*Magdalena*. Pois sim, tereis razão… tendes razão, será tudo como dizeis. Mas reflecti, que haveis cabedal de intelligencia para muito:—eu resolvi-me por fim a casar com Manuel de Sousa; foi do apprazimento geral de nossas familias, da propria familia de meu primeiro marido, que bem sabeis quanto me estima; vivemos (com affectação) seguros, em paz e felizes… ha quatorze annos. Temos ésta filha, ésta querida Maria que é todo o gôsto e ância da nossa vida. Abençoou-nos Deus na formosura, no ingenho, nos dotes admiraveis d'aquelle anjo… E tu, tu, meu Telmo, que es tam seu, que chegas a pretender ter-lhe mais amor que nós mesmos…
*Telmo*. Não, não tenho!
*Magdalena*. Pois tens: melhor.—E es tu que andas, continuamente e quasi por accinte, a sustentar essa chymera, a levantar esse phantasma, cuja sombra, a mais remota, bastaria para innodoar a pureza d'aquella innocente, para condemnar a eterna deshonra a mãe e a filha… (Telmo dá signaes de grande agitação) Ora dize: ja pensastes bem no mal que estás fazendo?—Eu bem sei que a ninguem n'este mundo, senão a mim, fallas em taes coisas… fallas assim como hoje temos fallado… mas as tuas palavras mysteriosas, as tuas allusões frequentes a esse desgraçado rei D. Sebastião, que o seu mais desgraçado povo ainda não quiz acreditar que morrêsse, por quem ainda espera em sua leal incredulidade!—esses continuos agouros em que andas sempre de uma desgraça que está imminente sôbre a nossa familia… não ves que estás excitando com tudo isso a curiosidade d'aquella criança, aguçando-lhe o espirito—ja tam perspicaz!—a imaginar, a descobrir… quem sabe se a accreditar n'essa prodigiosa desgraça em que tu mesmo… tu mesmo… sim, não cres devéras? Não cres, mas achas não sei que doloroso prazer em ter sempre viva e suspensa essa dúvida fatal. E então considera, ve: se um terror similhante chega a entrar n'aquella alma, quem lh'o hade tirar nunca mais?… O que hade ser d'ella e de nós?—Não a perdes, não a mattas… não me mattas a minha filha?

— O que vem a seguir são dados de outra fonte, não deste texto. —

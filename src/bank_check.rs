use clap::Parser;
use colored::Colorize;
use env_logger::Env;
use log::{error, info};
use std::fmt;
use std::path::PathBuf;

#[allow(dead_code)]
mod libquiz;

use crate::libquiz::bank::{validate, IssueKind, RawTable};

#[derive(Parser, Debug)]
#[command(name = "Bank Check")]
#[command(version, about = "Checks an NPE Quiz question bank for broken rows", long_about = None)]
struct Args {
    #[arg(value_name = "FILE", default_value = "data/questions.csv")]
    bank: PathBuf,
    /// Fail on missing columns instead of treating them as empty.
    #[arg(short, long)]
    strict: bool,
    #[arg(short, long, default_value = "error")]
    log_level: String,
}

#[derive(Debug, Clone, Copy, PartialEq, Eq)]
enum Level {
    Error,
    Warn,
}

#[derive(Debug, Clone, PartialEq, Eq)]
struct Finding {
    level: Level,
    message: String,
}

impl Finding {
    fn error(message: String) -> Finding {
        Finding {
            level: Level::Error,
            message,
        }
    }

    fn warn(message: String) -> Finding {
        Finding {
            level: Level::Warn,
            message,
        }
    }
}

impl fmt::Display for Finding {
    fn fmt(&self, f: &mut fmt::Formatter<'_>) -> fmt::Result {
        match self.level {
            Level::Error => write!(f, "[ERROR] {}", self.message),
            Level::Warn => write!(f, "[WARN] {}", self.message),
        }
    }
}

#[derive(Debug, Default)]
struct Report {
    findings: Vec<Finding>,
    rows: usize,
    usable: usize,
    /// Strict mode stopped before looking at any row.
    aborted: bool,
}

impl Report {
    fn has_errors(&self) -> bool {
        self.findings.iter().any(|f| f.level == Level::Error)
    }
}

fn check(table: &RawTable, strict: bool) -> Report {
    let mut report = Report {
        rows: table.len(),
        ..Report::default()
    };

    let missing = table.missing_columns();
    for column in &missing {
        if strict {
            report
                .findings
                .push(Finding::error(format!("Missing column: {}", column)));
        } else {
            report.findings.push(Finding::warn(format!(
                "Missing column: {} (treated as empty)",
                column
            )));
        }
    }
    if strict && !missing.is_empty() {
        report.aborted = true;
        return report;
    }
    if table.is_empty() {
        report
            .findings
            .push(Finding::warn("No question rows".to_owned()));
    }

    let bank = validate(table);
    report.usable = bank.len();
    for issue in bank.issues() {
        let detail = match &issue.kind {
            IssueKind::CorrectAnswerOutOfRange { found } => format!(": {:?}", found),
            IssueKind::CorrectAnswerEmptyOption { letter } => format!(" (Option_{})", letter),
            _ => String::new(),
        };
        let message = format!("Row {}: {}{}", issue.row, issue.kind, detail);
        if issue.kind.is_blocking() {
            report.findings.push(Finding::error(message));
        } else {
            report.findings.push(Finding::warn(message));
        }
    }
    report
}

fn main() {
    let args = Args::parse();
    env_logger::Builder::from_env(Env::default().default_filter_or(args.log_level.as_str()))
        .init();

    let table = match RawTable::open(&args.bank) {
        Ok(table) => table,
        Err(err) => {
            error!("[Bank] {}", err);
            println!("{}", format!("[ERROR] {}", err).red());
            std::process::exit(1);
        }
    };
    info!("Checking {} rows in {:?}", table.len(), args.bank);

    let report = check(&table, args.strict);
    for finding in &report.findings {
        match finding.level {
            Level::Error => println!("{}", finding.to_string().red()),
            Level::Warn => println!("{}", finding.to_string().yellow()),
        }
    }
    if report.aborted {
        std::process::exit(1);
    }

    println!("{} of {} rows usable.", report.usable, report.rows);
    if report.has_errors() {
        println!("{}", "Done with errors.".red());
        std::process::exit(1);
    }
    println!("{}", "Done with no blocking errors.".green());
}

*Telmo*, em grande agitação durante a falla precedente, fica pensativo e aterrado: falla depois como para si. É verdade que sim! A morte era certa.—E não hade morrer: não, não, não, tres vezes não. (Para Magdalena) Á fe de escudeiro honrado, senhora D. Magdalena, a minha bôcca não se abre mais; e o meu espirito hade… hade fechar-se tambem… (Á parte) Não é possivel, mas eu heide salvar o meu anjo do ceu! (Alto para Magdalena) Está ditto, minha senhora.
*Magdalena*. Ora Deus t'o pague,—Hoje é o último dia de nossa vida que se falla em tal.
*Telmo*. O último.
*Magdalena*. Ora pois, ide, ide ver o que ella faz: (levantando-se) que não esteja a ler ainda, a estudar sempre. (Telmo vae a sahir) E olhae: chegae-me depois alli a San'Paulo, ou mandae, se não podeis…
*Telmo*. Ao convento dos Dominicos? Pois não posso!… quatro passadas.
*Magdalena*. E dizei a meu cunhado, a Frei Jorge-Coutinho, que me está dando cuidado a demora de meu marido em Lisboa; que me prometteu de vir antes de véspera, e não veiu; que é quasi noite, e que ja não estou contente com a tardança. (Chega á varanda, e olha para o rio) O ar está sereno, o mar tam quieto, e a tarde tam linda!… quasi que não ha vento, é uma viração que affaga… Oh e quantas faluas navegando tam garridas por esse Tejo! Talvez n'alguma d'ellas—n'aquella tam bonita—venha Manuel de Sousa.—Mas n'este tempo não ha que fiar no Tejo, d'um instante para o outro levanta-se uma nortada… e então aqui o pontal de Cacilhas!—Que elle é tam bom mareante… Ora, um cavalleiro de Malta! (olha para o retratto com amor) Não é isso o que me dá maior cuidado. Mas em Lisboa ainda ha peste, ainda não estão limpos os ares… E ess'outros ares que por ahi correm d'estas alterações públicas, d'estas malquerenças entre castelhanos e portuguezes! Aquelle character inflexivel de Manuel de Sousa traz-me n'um susto contínuo.—Vai, vai a Frei Jorge, que diga se sabe alguma coisa, que me assocegue, se podér.